## [Information provided]

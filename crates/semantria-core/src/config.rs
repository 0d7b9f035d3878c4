//! Client configuration management.
//!
//! This module handles loading and saving the client configuration, which
//! holds the auth and API endpoints, the application identity reported to
//! the server, and the TLS trust policy.
//!
//! Configuration is stored at `~/.config/semantria/config.json`. The auth
//! URL, API host, application name and API version can be overridden from
//! the environment (see [`Config::apply_env`]); the remaining fields come
//! from the file only. `SEMANTRIA_SESSION_DIR` is read by the session cache
//! as one of its candidate directories, not as an override of `session_dir`.

use std::path::PathBuf;

use anyhow::{Context, Result};
use serde::{Deserialize, Serialize};

use crate::api::TlsPolicy;

/// Application name used for the config directory path
const APP_NAME: &str = "semantria";

/// Config file name
const CONFIG_FILE: &str = "config.json";

/// Default base URL for session endpoints
pub const DEFAULT_AUTH_URL: &str = "https://semantria.com/auth";

/// Default base URL for API endpoints
pub const DEFAULT_API_HOST: &str = "https://api.semantria.com";

pub const ENV_AUTH_URL: &str = "SEMANTRIA_AUTH_URL";
pub const ENV_API_HOST: &str = "SEMANTRIA_API_HOST";
pub const ENV_APP_NAME: &str = "SEMANTRIA_APP_NAME";
pub const ENV_API_VERSION: &str = "SEMANTRIA_API_VERSION";

#[derive(Debug, Clone, Serialize, Deserialize)]
#[serde(default)]
pub struct Config {
    pub auth_url: String,
    pub api_host: String,
    /// Name of the calling application, prefixed to `x-app-name`
    pub app_name: Option<String>,
    pub api_version: Option<String>,
    pub use_compression: bool,
    /// Explicit directory for the cached session record
    pub session_dir: Option<PathBuf>,
    pub tls: TlsPolicy,
}

impl Default for Config {
    fn default() -> Self {
        Self {
            auth_url: DEFAULT_AUTH_URL.to_string(),
            api_host: DEFAULT_API_HOST.to_string(),
            app_name: None,
            api_version: None,
            use_compression: false,
            session_dir: None,
            tls: TlsPolicy::default(),
        }
    }
}

impl Config {
    pub fn load() -> Result<Self> {
        let path = Self::config_path()?;
        if path.exists() {
            let contents = std::fs::read_to_string(&path)
                .with_context(|| format!("Failed to read config file {}", path.display()))?;
            serde_json::from_str(&contents).context("Failed to parse config file")
        } else {
            Ok(Self::default())
        }
    }

    pub fn save(&self) -> Result<()> {
        let path = Self::config_path()?;
        if let Some(parent) = path.parent() {
            std::fs::create_dir_all(parent)?;
        }
        let contents = serde_json::to_string_pretty(self)?;
        std::fs::write(path, contents)?;
        Ok(())
    }

    /// Override `auth_url`, `api_host`, `app_name` and `api_version` from
    /// `SEMANTRIA_*` environment variables. Empty values are ignored.
    pub fn apply_env(mut self) -> Self {
        if let Some(value) = env_value(ENV_AUTH_URL) {
            self.auth_url = value;
        }
        if let Some(value) = env_value(ENV_API_HOST) {
            self.api_host = value;
        }
        if let Some(value) = env_value(ENV_APP_NAME) {
            self.app_name = Some(value);
        }
        if let Some(value) = env_value(ENV_API_VERSION) {
            self.api_version = Some(value);
        }
        self
    }

    fn config_path() -> Result<PathBuf> {
        let config_dir = dirs::config_dir()
            .ok_or_else(|| anyhow::anyhow!("Could not find config directory"))?;
        Ok(config_dir.join(APP_NAME).join(CONFIG_FILE))
    }
}

fn env_value(name: &str) -> Option<String> {
    std::env::var(name).ok().filter(|v| !v.trim().is_empty())
}

#[cfg(test)]
mod tests {
    use super::*;

    #[test]
    fn test_default_config_is_strict() {
        let config = Config::default();
        assert_eq!(config.auth_url, DEFAULT_AUTH_URL);
        assert_eq!(config.api_host, DEFAULT_API_HOST);
        assert_eq!(config.tls, TlsPolicy::Strict);
        assert!(!config.use_compression);
    }

    #[test]
    fn test_env_overrides_endpoints_only() {
        // No other test calls apply_env, so setting these does not race
        std::env::set_var(ENV_AUTH_URL, "https://auth.test/auth");
        std::env::set_var(ENV_APP_NAME, "demo");
        std::env::set_var(ENV_API_VERSION, " ");

        let file = Config {
            use_compression: true,
            session_dir: Some(PathBuf::from("/sessions")),
            tls: TlsPolicy::AcceptInvalidCerts,
            ..Config::default()
        };
        let config = file.apply_env();

        std::env::remove_var(ENV_AUTH_URL);
        std::env::remove_var(ENV_APP_NAME);
        std::env::remove_var(ENV_API_VERSION);

        assert_eq!(config.auth_url, "https://auth.test/auth");
        assert_eq!(config.app_name.as_deref(), Some("demo"));
        assert_eq!(config.api_host, DEFAULT_API_HOST);
        assert!(config.api_version.is_none());
        assert!(config.use_compression);
        assert_eq!(config.session_dir, Some(PathBuf::from("/sessions")));
        assert_eq!(config.tls, TlsPolicy::AcceptInvalidCerts);
    }

    #[test]
    fn test_partial_config_file_uses_defaults() {
        let config: Config =
            serde_json::from_str(r#"{"auth_url": "https://api.test/auth", "tls": "accept_invalid_certs"}"#)
                .unwrap();
        assert_eq!(config.auth_url, "https://api.test/auth");
        assert_eq!(config.api_host, DEFAULT_API_HOST);
        assert_eq!(config.tls, TlsPolicy::AcceptInvalidCerts);
        assert!(config.session_dir.is_none());
    }
}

## [Work order]
Among the lines of the preceding listing, tally those that include "sessions"; reply with the number alone.

## [Answer box]
2